Title page of The Columbia World Dictionary of Islamism. |
Olivier Roy is not an editor of The Columbia World Dictionary of Islamism. … Unfortunately, the book was printed with an error and I am writing to you today to provide you with the correction. The correct citation of the book should be: The Columbia World Dictionary of Islamism is edited by Antoine Sfeir. … Olivier Roy is a contributor to the volume and should not be cited as editor.
Comment: Authors and readers have complained for years about the decline in the quality of editing of American books, especially scholarly ones. This mistake dramatically reveals the extent of the problem. (October 22, 2007)
Doubleday published today Images of Muhammad: Narratives of the Prophet in Islam Across the Centuries by Tarif Khalidi. On the inside flap (and on the website), the first sentence one finds asserts that "The Prophet Muhammad has been revered for more than fifteen centuries." Taking 622 as the standard year for dating Islam, that's A.D. 2122 or later.
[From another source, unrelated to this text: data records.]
//! Symmetric encryption and serialization of signed artifacts.

use std::fs;
use std::path::Path;

use tracing::info;

use fleetcast_common::artifact::UpdateArtifact;
use fleetcast_common::crypto::{self, NONCE_BYTES, SYMMETRIC_KEY_BYTES};
use fleetcast_common::error::Error;
use fleetcast_common::fsutil::write_atomic;

pub const ARTIFACT_FILE: &str = "artifact.upd";
pub const IV_FILE: &str = "iv";
pub const KEY_FILE: &str = "key";

/// The sealed artifact together with the material needed to distribute it.
/// The raw key is only ever used locally for wrapping; it is never sent to
/// the server or a device in the clear.
pub struct EncryptedArtifact {
    pub ciphertext: Vec<u8>,
    pub nonce: [u8; NONCE_BYTES],
    pub key: [u8; SYMMETRIC_KEY_BYTES],
}

/// Seals the artifact under a fresh key/nonce pair and writes ciphertext,
/// nonce, and key into `out_dir` (created if absent). Key and nonce come
/// from the system CSPRNG on every call, so a (key, nonce) pair is never
/// reused across artifacts. If any of the three writes fails the whole
/// operation fails.
pub fn encrypt_and_serialize(
    artifact: &UpdateArtifact,
    out_dir: &Path,
) -> Result<EncryptedArtifact, Error> {
    let key = crypto::generate_key();
    let nonce = crypto::generate_nonce();

    let payload = fs::read(&artifact.payload_path)?;
    let plaintext = artifact.header.to_plaintext(&payload);
    let ciphertext = crypto::seal(&plaintext, &key, &nonce)?;

    fs::create_dir_all(out_dir)?;
    write_atomic(&out_dir.join(ARTIFACT_FILE), &ciphertext)?;
    write_atomic(&out_dir.join(IV_FILE), &nonce)?;
    write_atomic(&out_dir.join(KEY_FILE), &key)?;
    info!("wrote encrypted artifact to {}", out_dir.display());

    Ok(EncryptedArtifact {
        ciphertext,
        nonce,
        key,
    })
}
Using the hijri calendar, that's A.D. 2076-77. It's a pretty dismaying start to a book.
The copy editor perhaps slightly mangled this sentence from p. 1 of Khalidi's text: "For fifteen centuries or so this name [Muhammad] has reverberataed around the world."
Also odd is the title of the book, which seemingly alludes to pictures of Muhammad but in fact refers to textual materials. (August 18, 2009)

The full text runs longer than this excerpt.